Outdated Terms. Company names like these used to work well back when there were smaller towns, less advertising and fewer competitors. Today, companies with names like “High-Quality Towing” or “Midwest Gardening” make name retention difficult.

These names also limit your ability to grow your business in the future. What if you want to add auto repair to a company named “High-Quality Towing,” or you’re successful enough to expand into the east coast, but you’re still called “Midwest Gardening”?

Near-Popular Names. Avoid naming your business something like “Papa Joe’s Pizza” when “Papa John’s” is so well known. Even in separate industries, similar names can be confusing, like “Apple Printing” and “Apple, Inc.”

Consider Context. Rethink using a business name that would make writing difficult, like “The Raven’s Bar & Grill” for phrases like, “Everything in The Raven’s(’s) kitchen is gluten-free.”

The same goes for special characters. If a company legally chooses the name “Seventy-Thr33”, anyone writing about it would need to second-guess using “Seventy-Thr33” or “Seventy-Three.”

Legally claiming your name

Before you start ordering pens and business cards sporting your new company name, check the U.S. Patent and Trademark Office to make sure the name is available.

Next, see if your ideal website URL and social media pages are available, along with checking synonyms, translations and common slang. After that (depending on the makeup of your business), you’ll need to register with the state, city or county that you operate in.

Your name in your logo

If your logo is designed with all capital letters (like Taco Bell) or all lowercase letters (like Mastercard), it’s not recommended to use that same format in everyday content like emails and webpage articles; just write it out like a normal proper noun. Our company logo is written as creativegraphics, but we always format it as Creative Graphics when writing.

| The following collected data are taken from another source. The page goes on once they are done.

//! Shared test fixtures: tree families and pattern builders.
//!
//! - `Tree`: `Leaf | Branch(i64, Tree, Tree)`, a single-sort family.
//! - `Expr` / `Stmt`: a mutually-recursive pair where lambdas and blocks
//!   hold statement collections (`RecMany`).

use rand::rngs::StdRng;
use rand::{Rng, RngCore, SeedableRng};

use crate::generate::Generator;
use crate::pattern::Pattern;
use crate::shape::{Choice, Either, Layer, Lit, Opaque, Product, Rec, RecMany, Sort, Unit};

// Tree

#[derive(Clone, Debug, PartialEq, Eq)]
pub(crate) enum Tree {
    Leaf,
    Branch(i64, Box<Tree>, Box<Tree>),
}

impl Sort for Tree {
    type Shape = Choice<Unit, Product<Opaque<i64>, Product<Rec<Tree>, Rec<Tree>>>>;

    fn view(&self) -> <Self::Shape as Layer>::View<'_> {
        match self {
            Tree::Leaf => Either::Left(()),
            Tree::Branch(value, left, right) => Either::Right((value, (&**left, &**right))),
        }
    }

    fn build(layer: <Self::Shape as Layer>::Owned) -> Self {
        match layer {
            Either::Left(()) => Tree::Leaf,
            Either::Right((value, (left, right))) => {
                Tree::Branch(value, Box::new(left), Box::new(right))
            }
        }
    }
}

pub(crate) type TreePattern = Pattern<Tree, &'static str>;

pub(crate) fn leaf_term() -> Tree {
    Tree::Leaf
}

pub(crate) fn branch_term(value: i64, left: Tree, right: Tree) -> Tree {
    Tree::Branch(value, Box::new(left), Box::new(right))
}

pub(crate) fn leaf() -> TreePattern {
    Pattern::inject(Either::Left(()))
}

pub(crate) fn branch(value: Lit<i64>, left: TreePattern, right: TreePattern) -> TreePattern {
    Pattern::inject(Either::Right((value, (left, right))))
}

/// Every branch carries 2; every leaf is captured under `name`.
pub(crate) fn twos_capturing_leaves(name: &'static str) -> TreePattern {
    Pattern::iter(|rest| {
        Pattern::choice(
            Pattern::capture(name, leaf()),
            branch(Lit::Exact(2), rest.clone(), rest),
        )
    })
}

/// Left spine of `depth` branches ending in a leaf, built without recursion.
pub(crate) fn left_spine(depth: usize, value: i64) -> Tree {
    let mut tree = Tree::Leaf;
    for _ in 0..depth {
        tree = branch_term(value, tree, Tree::Leaf);
    }
    tree
}

/// Drop a left spine one level at a time.
pub(crate) fn dismantle(mut tree: Tree) {
    while let Tree::Branch(_, left, _) = tree {
        tree = *left;
    }
}

// Expr / Stmt

#[derive(Clone, Debug, PartialEq, Eq)]
pub(crate) enum Expr {
    Num(i64),
    Var(String),
    Add(Box<Expr>, Box<Expr>),
    Lambda(Vec<Stmt>),
}

#[derive(Clone, Debug, PartialEq, Eq)]
pub(crate) enum Stmt {
    Assign(String, Expr),
    Block(Vec<Stmt>),
    Return(Expr),
}

impl Sort for Expr {
    type Shape = Choice<
        Opaque<i64>,
        Choice<Opaque<String>, Choice<Product<Rec<Expr>, Rec<Expr>>, RecMany<Stmt>>>,
    >;

    fn view(&self) -> <Self::Shape as Layer>::View<'_> {
        match self {
            Expr::Num(n) => Either::Left(n),
            Expr::Var(name) => Either::Right(Either::Left(name)),
            Expr::Add(left, right) => {
                Either::Right(Either::Right(Either::Left((&**left, &**right))))
            }
            Expr::Lambda(body) => Either::Right(Either::Right(Either::Right(body.as_slice()))),
        }
    }

    fn build(layer: <Self::Shape as Layer>::Owned) -> Self {
        match layer {
            Either::Left(n) => Expr::Num(n),
            Either::Right(Either::Left(name)) => Expr::Var(name),
            Either::Right(Either::Right(Either::Left((left, right)))) => {
                Expr::Add(Box::new(left), Box::new(right))
            }
            Either::Right(Either::Right(Either::Right(body))) => Expr::Lambda(body),
        }
    }
}

impl Sort for Stmt {
    type Shape = Choice<Product<Opaque<String>, Rec<Expr>>, Choice<RecMany<Stmt>, Rec<Expr>>>;

    fn view(&self) -> <Self::Shape as Layer>::View<'_> {
        match self {
            Stmt::Assign(name, value) => Either::Left((name, value)),
            Stmt::Block(body) => Either::Right(Either::Left(body.as_slice())),
            Stmt::Return(value) => Either::Right(Either::Right(value)),
        }
    }

    fn build(layer: <Self::Shape as Layer>::Owned) -> Self {
        match layer {
            Either::Left((name, value)) => Stmt::Assign(name, value),
            Either::Right(Either::Left(body)) => Stmt::Block(body),
            Either::Right(Either::Right(value)) => Stmt::Return(value),
        }
    }
}

pub(crate) type ExprPattern = Pattern<Expr, &'static str>;
pub(crate) type StmtPattern = Pattern<Stmt, &'static str>;

pub(crate) fn num(value: Lit<i64>) -> ExprPattern {
    Pattern::inject(Either::Left(value))
}

pub(crate) fn var(name: Lit<String>) -> ExprPattern {
    Pattern::inject(Either::Right(Either::Left(name)))
}

pub(crate) fn add(left: ExprPattern, right: ExprPattern) -> ExprPattern {
    Pattern::inject(Either::Right(Either::Right(Either::Left((left, right)))))
}

pub(crate) fn lambda(candidates: Vec<StmtPattern>) -> ExprPattern {
    Pattern::inject(Either::Right(Either::Right(Either::Right(candidates))))
}

pub(crate) fn assign(name: Lit<String>, value: ExprPattern) -> StmtPattern {
    Pattern::inject(Either::Left((name, value)))
}

pub(crate) fn block(candidates: Vec<StmtPattern>) -> StmtPattern {
    Pattern::inject(Either::Right(Either::Left(candidates)))
}

pub(crate) fn ret(value: ExprPattern) -> StmtPattern {
    Pattern::inject(Either::Right(Either::Right(value)))
}

pub(crate) fn var_term(name: &str) -> Expr {
    Expr::Var(name.to_owned())
}

// Generators

/// Seeded generator with samplers for every opaque type used above.
pub(crate) fn seeded(seed: u64) -> Generator<StdRng> {
    Generator::new(StdRng::seed_from_u64(seed))
        .with_opaque_sampler(|rng: &mut dyn RngCore| rng.gen_range(-3..=3_i64))
        .with_opaque_sampler(|rng: &mut dyn RngCore| {
            ["x", "y", "z"][rng.gen_range(0..3)].to_owned()
        })
}
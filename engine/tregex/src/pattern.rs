//! Tree regular expressions.
//!
//! `Pattern<S, N>` targets sort `S` and captures under names of type `N`.
//! Patterns are immutable and share structure through `Arc`, so cloning is
//! O(1) and a pattern can be matched from many threads at once.
//!
//! # Holes
//!
//! `concat` and `iter` take a closure that receives a fresh placeholder
//! pattern. The placeholder is a numbered hole; nothing is substituted at
//! construction time. While matching or generating, `Concat` binds the hole
//! to its fill and `Iter` binds the hole to the `Iter` node itself, so
//! `iter(f)` behaves as `concat(f, iter(f))` one level at a time.

use std::any::Any;
use std::sync::atomic::{AtomicU64, Ordering};
use std::sync::Arc;

use smallvec::SmallVec;

use crate::dispatch::GenerateLayer;
use crate::shape::{Layer, Sort};

/// Capture names: any cloneable, comparable value.
pub trait Name: Clone + PartialEq + Send + Sync + 'static {}

impl<T: Clone + PartialEq + Send + Sync + 'static> Name for T {}

/// Counter for process-unique hole numbers.
static NEXT_HOLE: AtomicU64 = AtomicU64::new(0);

#[derive(Clone, Copy, Debug, PartialEq, Eq, Hash)]
pub(crate) struct HoleId(u64);

impl HoleId {
    pub(crate) fn fresh() -> Self {
        HoleId(NEXT_HOLE.fetch_add(1, Ordering::Relaxed))
    }
}

impl std::fmt::Display for HoleId {
    fn fmt(&self, f: &mut std::fmt::Formatter<'_>) -> std::fmt::Result {
        write!(f, "?{}", self.0)
    }
}

pub(crate) enum Node<S: Sort, N: Name> {
    Empty,
    Any,
    Inject(<S::Shape as Layer>::Pat<N>),
    Choice(Pattern<S, N>, Pattern<S, N>),
    Capture(N, Pattern<S, N>),
    Hole(HoleId),
    /// `fill` is a `Pattern<T, N>` for the hole's sort `T`.
    Concat {
        hole: HoleId,
        body: Pattern<S, N>,
        fill: Arc<dyn Any + Send + Sync>,
    },
    Iter {
        hole: HoleId,
        body: Pattern<S, N>,
    },
}

/// A tree regular expression over sort `S`.
pub struct Pattern<S: Sort, N: Name = &'static str> {
    node: Arc<Node<S, N>>,
}

impl<S: Sort, N: Name> Clone for Pattern<S, N> {
    fn clone(&self) -> Self {
        Pattern {
            node: Arc::clone(&self.node),
        }
    }
}

impl<S: Sort, N: Name> Pattern<S, N> {
    fn new(node: Node<S, N>) -> Self {
        Pattern {
            node: Arc::new(node),
        }
    }

    pub(crate) fn node(&self) -> &Node<S, N> {
        &self.node
    }

    /// Matches nothing.
    pub fn empty() -> Self {
        Self::new(Node::Empty)
    }

    /// Matches every term of the sort.
    pub fn any() -> Self {
        Self::new(Node::Any)
    }

    /// Matches terms whose top constructor matches `layer`.
    pub fn inject(layer: <S::Shape as Layer>::Pat<N>) -> Self {
        Self::new(Node::Inject(layer))
    }

    /// Matches if `first` or `second` matches; `first` wins for captures.
    pub fn choice(first: Self, second: Self) -> Self {
        Self::new(Node::Choice(first, second))
    }

    /// Right-nested choice over `alternatives`, earliest first.
    ///
    /// An empty list yields [`Pattern::empty`].
    pub fn choice_all(alternatives: impl IntoIterator<Item = Self>) -> Self {
        let alternatives: Vec<Self> = alternatives.into_iter().collect();
        alternatives
            .into_iter()
            .rev()
            .reduce(|rest, alternative| Self::choice(alternative, rest))
            .unwrap_or_else(Self::empty)
    }

    /// Matches like `inner`, recording the matched term under `name`.
    pub fn capture(name: N, inner: Self) -> Self {
        Self::new(Node::Capture(name, inner))
    }

    /// Plug `fill` into the hole handed to `body`.
    ///
    /// The hole may target a different sort than the resulting pattern.
    pub fn concat<T: Sort>(body: impl FnOnce(Pattern<T, N>) -> Self, fill: Pattern<T, N>) -> Self {
        let hole = HoleId::fresh();
        let body = body(Pattern::new(Node::Hole(hole)));
        Self::new(Node::Concat {
            hole,
            body,
            fill: Arc::new(fill),
        })
    }

    /// Fixpoint of `body`: the hole stands for the whole iteration again.
    pub fn iter(body: impl FnOnce(Self) -> Self) -> Self {
        let hole = HoleId::fresh();
        let body = body(Self::new(Node::Hole(hole)));
        Self::new(Node::Iter { hole, body })
    }

    /// Syntactically `Empty`.
    pub fn is_empty(&self) -> bool {
        matches!(self.node(), Node::Empty)
    }

    /// Denotes exactly one term: no `Any`, choice, wildcard, collection or
    /// hole anywhere inside.
    pub fn is_concrete(&self) -> bool {
        match self.node() {
            Node::Inject(layer) => <S::Shape as GenerateLayer>::is_concrete::<N>(layer),
            Node::Capture(_, inner) => inner.is_concrete(),
            Node::Empty
            | Node::Any
            | Node::Choice(..)
            | Node::Hole(_)
            | Node::Concat { .. }
            | Node::Iter { .. } => false,
        }
    }

    /// Flatten nested choices into their non-empty leaves, in order.
    pub(crate) fn alternatives<'p>(&'p self, into: &mut SmallVec<[&'p Self; 4]>) {
        match self.node() {
            Node::Choice(first, second) => {
                first.alternatives(into);
                second.alternatives(into);
            }
            Node::Empty => {}
            _ => into.push(self),
        }
    }
}
//! Stack growth for walks over deep terms.
//!
//! Matching and generation recurse once per constructor layer, plus a few
//! frames per shape case. Terms built iteratively (long spines, deep
//! nesting) can be far deeper than the native stack allows, so each
//! per-sort step runs through [`ensure_sufficient_stack`].

/// Remaining stack below which we grow (100KB).
const RED_ZONE: usize = 100 * 1024;

/// Size of each new stack segment (1MB).
const STACK_PER_RECURSION: usize = 1024 * 1024;

#[inline]
#[cfg(not(target_arch = "wasm32"))]
pub(crate) fn ensure_sufficient_stack<R>(f: impl FnOnce() -> R) -> R {
    stacker::maybe_grow(RED_ZONE, STACK_PER_RECURSION, f)
}

/// WASM manages its own stack.
#[inline]
#[cfg(target_arch = "wasm32")]
pub(crate) fn ensure_sufficient_stack<R>(f: impl FnOnce() -> R) -> R {
    f()
}
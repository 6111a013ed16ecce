//! Generic dispatch over the six shape cases.
//!
//! One trait per capability, each implemented once per case. A tree family
//! gets all three for free by composing the cases in its [`Sort::Shape`];
//! the recursive cases hand control back to the pattern-level walkers in
//! `matching` and `generate`.
//!
//! | Case           | match                          | capture                                   |
//! |----------------|--------------------------------|-------------------------------------------|
//! | `Unit`         | true                           | no captures                               |
//! | `Rec`          | match the child                | the child's captures                      |
//! | `RecMany`      | some candidate matches all     | first candidate matching all, merged      |
//! | `Opaque`       | wildcard, or payload equality  | no captures                               |
//! | `Choice`       | same side only                 | same side only                            |
//! | `Product`      | both parts                     | both parts, left captures first           |

use rand::seq::SliceRandom;
use rand::RngCore;
use smallvec::SmallVec;

use crate::capture::{Aggregator, CaptureGroup};
use crate::env::Env;
use crate::generate::{GenerateError, Generator, SampleKind};
use crate::matching::{capture_in, matches_in};
use crate::pattern::{Name, Pattern};
use crate::shape::{Choice, Either, Layer, Lit, Opaque, Payload, Product, Rec, RecMany, Sort, Unit};

/// Plain matching of one layer.
pub trait MatchLayer: Layer {
    fn matches_layer<'p, 'v, N: Name>(
        pattern: &'p Self::Pat<N>,
        view: Self::View<'v>,
        env: &Env<'p>,
    ) -> bool;
}

/// Capturing matching of one layer.
pub trait CaptureLayer: Layer {
    fn capture_layer<'p, 't, N: Name, A: Aggregator>(
        pattern: &'p Self::Pat<N>,
        view: Self::View<'t>,
        env: &Env<'p>,
    ) -> Option<CaptureGroup<'t, N, A>>;
}

/// Generation of one layer.
pub trait GenerateLayer: Layer {
    fn generate_layer<'p, N: Name, R: RngCore>(
        pattern: &'p Self::Pat<N>,
        env: &Env<'p>,
        generator: &mut Generator<R>,
    ) -> Result<Self::Owned, GenerateError>;

    /// Whether `pattern` pins exactly one layer value.
    fn is_concrete<N: Name>(pattern: &Self::Pat<N>) -> bool;
}

// Unit

impl MatchLayer for Unit {
    fn matches_layer<'p, 'v, N: Name>(_: &'p (), _: Self::View<'v>, _: &Env<'p>) -> bool {
        true
    }
}

impl CaptureLayer for Unit {
    fn capture_layer<'p, 't, N: Name, A: Aggregator>(
        _: &'p (),
        _: Self::View<'t>,
        _: &Env<'p>,
    ) -> Option<CaptureGroup<'t, N, A>> {
        Some(CaptureGroup::new())
    }
}

impl GenerateLayer for Unit {
    fn generate_layer<'p, N: Name, R: RngCore>(
        _: &'p (),
        _: &Env<'p>,
        _: &mut Generator<R>,
    ) -> Result<(), GenerateError> {
        Ok(())
    }

    fn is_concrete<N: Name>((): &()) -> bool {
        true
    }
}

// Rec

impl<S: Sort> MatchLayer for Rec<S> {
    fn matches_layer<'p, 'v, N: Name>(
        pattern: &'p Pattern<S, N>,
        child: Self::View<'v>,
        env: &Env<'p>,
    ) -> bool {
        matches_in(pattern, child, env)
    }
}

impl<S: Sort> CaptureLayer for Rec<S> {
    fn capture_layer<'p, 't, N: Name, A: Aggregator>(
        pattern: &'p Pattern<S, N>,
        child: Self::View<'t>,
        env: &Env<'p>,
    ) -> Option<CaptureGroup<'t, N, A>> {
        capture_in(pattern, child, env)
    }
}

impl<S: Sort> GenerateLayer for Rec<S> {
    fn generate_layer<'p, N: Name, R: RngCore>(
        pattern: &'p Pattern<S, N>,
        env: &Env<'p>,
        generator: &mut Generator<R>,
    ) -> Result<S, GenerateError> {
        generator.generate_in(pattern, env)
    }

    fn is_concrete<N: Name>(pattern: &Pattern<S, N>) -> bool {
        pattern.is_concrete()
    }
}

// RecMany

impl<S: Sort> MatchLayer for RecMany<S> {
    fn matches_layer<'p, 'v, N: Name>(
        candidates: &'p Vec<Pattern<S, N>>,
        children: Self::View<'v>,
        env: &Env<'p>,
    ) -> bool {
        candidates.iter().any(|candidate| {
            children
                .iter()
                .all(|child| matches_in(candidate, child, env))
        })
    }
}

impl<S: Sort> CaptureLayer for RecMany<S> {
    /// Only the first candidate that matches every child contributes;
    /// children are never split across different candidates.
    fn capture_layer<'p, 't, N: Name, A: Aggregator>(
        candidates: &'p Vec<Pattern<S, N>>,
        children: Self::View<'t>,
        env: &Env<'p>,
    ) -> Option<CaptureGroup<'t, N, A>> {
        candidates
            .iter()
            .enumerate()
            .find_map(|(index, candidate)| {
                let group = children.iter().try_fold(CaptureGroup::new(), |group, child| {
                    Some(group.merge(capture_in(candidate, child, env)?))
                })?;
                tracing::trace!(
                    candidate = index,
                    children = children.len(),
                    "collection matched by candidate"
                );
                Some(group)
            })
    }
}

impl<S: Sort> GenerateLayer for RecMany<S> {
    /// Every element comes from one candidate, so the result is accepted by
    /// the match rule above. A concrete candidate is tried first; if no
    /// candidate yields a full collection the empty collection is used,
    /// which any non-empty candidate list accepts. Running out of attempts
    /// is passed up instead.
    fn generate_layer<'p, N: Name, R: RngCore>(
        candidates: &'p Vec<Pattern<S, N>>,
        env: &Env<'p>,
        generator: &mut Generator<R>,
    ) -> Result<Vec<S>, GenerateError> {
        if candidates.is_empty() {
            return Err(GenerateError::Empty);
        }
        let length = generator.sample_length();
        if length == 0 {
            return Ok(Vec::new());
        }

        let mut order: SmallVec<[&'p Pattern<S, N>; 4]> = candidates.iter().collect();
        order.shuffle(generator.rng());
        if let Some(position) = order.iter().position(|candidate| candidate.is_concrete()) {
            order.swap(0, position);
        }

        for candidate in order {
            let children: Result<Vec<S>, GenerateError> = (0..length)
                .map(|_| generator.generate_in(candidate, env))
                .collect();
            match children {
                Ok(children) => return Ok(children),
                Err(err) if err.is_fatal() => return Err(err),
                Err(err) => tracing::trace!(%err, length, "collection candidate failed"),
            }
        }
        tracing::trace!("no candidate filled the collection, generating it empty");
        Ok(Vec::new())
    }

    fn is_concrete<N: Name>(_: &Vec<Pattern<S, N>>) -> bool {
        false
    }
}

// Opaque

impl<T: Payload> MatchLayer for Opaque<T> {
    fn matches_layer<'p, 'v, N: Name>(
        pattern: &'p Lit<T>,
        value: Self::View<'v>,
        _: &Env<'p>,
    ) -> bool {
        literal_matches(pattern, value)
    }
}

impl<T: Payload> CaptureLayer for Opaque<T> {
    fn capture_layer<'p, 't, N: Name, A: Aggregator>(
        pattern: &'p Lit<T>,
        value: Self::View<'t>,
        _: &Env<'p>,
    ) -> Option<CaptureGroup<'t, N, A>> {
        literal_matches(pattern, value).then(CaptureGroup::new)
    }
}

impl<T: Payload> GenerateLayer for Opaque<T> {
    fn generate_layer<'p, N: Name, R: RngCore>(
        pattern: &'p Lit<T>,
        _: &Env<'p>,
        generator: &mut Generator<R>,
    ) -> Result<T, GenerateError> {
        match pattern {
            Lit::Exact(value) => Ok(value.clone()),
            Lit::Wildcard => generator.sample::<T>(SampleKind::Opaque),
        }
    }

    fn is_concrete<N: Name>(pattern: &Lit<T>) -> bool {
        !pattern.is_wildcard()
    }
}

fn literal_matches<T: PartialEq>(pattern: &Lit<T>, value: &T) -> bool {
    match pattern {
        Lit::Wildcard => true,
        Lit::Exact(expected) => expected == value,
    }
}

// Choice

impl<A: MatchLayer, B: MatchLayer> MatchLayer for Choice<A, B> {
    fn matches_layer<'p, 'v, N: Name>(
        pattern: &'p Self::Pat<N>,
        view: Self::View<'v>,
        env: &Env<'p>,
    ) -> bool {
        match (pattern, view) {
            (Either::Left(pattern), Either::Left(view)) => {
                A::matches_layer::<N>(pattern, view, env)
            }
            (Either::Right(pattern), Either::Right(view)) => {
                B::matches_layer::<N>(pattern, view, env)
            }
            _ => false,
        }
    }
}

impl<A: CaptureLayer, B: CaptureLayer> CaptureLayer for Choice<A, B> {
    fn capture_layer<'p, 't, N: Name, G: Aggregator>(
        pattern: &'p Self::Pat<N>,
        view: Self::View<'t>,
        env: &Env<'p>,
    ) -> Option<CaptureGroup<'t, N, G>> {
        match (pattern, view) {
            (Either::Left(pattern), Either::Left(view)) => {
                A::capture_layer::<N, G>(pattern, view, env)
            }
            (Either::Right(pattern), Either::Right(view)) => {
                B::capture_layer::<N, G>(pattern, view, env)
            }
            _ => None,
        }
    }
}

impl<A: GenerateLayer, B: GenerateLayer> GenerateLayer for Choice<A, B> {
    fn generate_layer<'p, N: Name, R: RngCore>(
        pattern: &'p Self::Pat<N>,
        env: &Env<'p>,
        generator: &mut Generator<R>,
    ) -> Result<Self::Owned, GenerateError> {
        match pattern {
            Either::Left(pattern) => {
                A::generate_layer::<N, R>(pattern, env, generator).map(Either::Left)
            }
            Either::Right(pattern) => {
                B::generate_layer::<N, R>(pattern, env, generator).map(Either::Right)
            }
        }
    }

    fn is_concrete<N: Name>(pattern: &Self::Pat<N>) -> bool {
        match pattern {
            Either::Left(pattern) => A::is_concrete::<N>(pattern),
            Either::Right(pattern) => B::is_concrete::<N>(pattern),
        }
    }
}

// Product

impl<A: MatchLayer, B: MatchLayer> MatchLayer for Product<A, B> {
    fn matches_layer<'p, 'v, N: Name>(
        (first, second): &'p Self::Pat<N>,
        (left, right): Self::View<'v>,
        env: &Env<'p>,
    ) -> bool {
        A::matches_layer::<N>(first, left, env) && B::matches_layer::<N>(second, right, env)
    }
}

impl<A: CaptureLayer, B: CaptureLayer> CaptureLayer for Product<A, B> {
    fn capture_layer<'p, 't, N: Name, G: Aggregator>(
        (first, second): &'p Self::Pat<N>,
        (left, right): Self::View<'t>,
        env: &Env<'p>,
    ) -> Option<CaptureGroup<'t, N, G>> {
        let left = A::capture_layer::<N, G>(first, left, env)?;
        let right = B::capture_layer::<N, G>(second, right, env)?;
        Some(left.merge(right))
    }
}

impl<A: GenerateLayer, B: GenerateLayer> GenerateLayer for Product<A, B> {
    fn generate_layer<'p, N: Name, R: RngCore>(
        (first, second): &'p Self::Pat<N>,
        env: &Env<'p>,
        generator: &mut Generator<R>,
    ) -> Result<Self::Owned, GenerateError> {
        let left = A::generate_layer::<N, R>(first, env, generator)?;
        let right = B::generate_layer::<N, R>(second, env, generator)?;
        Ok((left, right))
    }

    fn is_concrete<N: Name>((first, second): &Self::Pat<N>) -> bool {
        A::is_concrete::<N>(first) && B::is_concrete::<N>(second)
    }
}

Your full company name also doesn’t need to be shown in your logo if it works better without it. Logo design is a completely different story with different goals for the customer.

Your business, your name

In the end, your company is your company, so your name can be anything you want it to be (as long as it’s not already taken). And if you already have a sufficient customer base with a name breaking one of these “rules,” roll with it. LA Fitness has gyms all across the US and Canada. Boeing is a confusing last name, but takes in billions of dollars every year.

Just be sure to have a good business strategy, solid marketing and a name that works for you.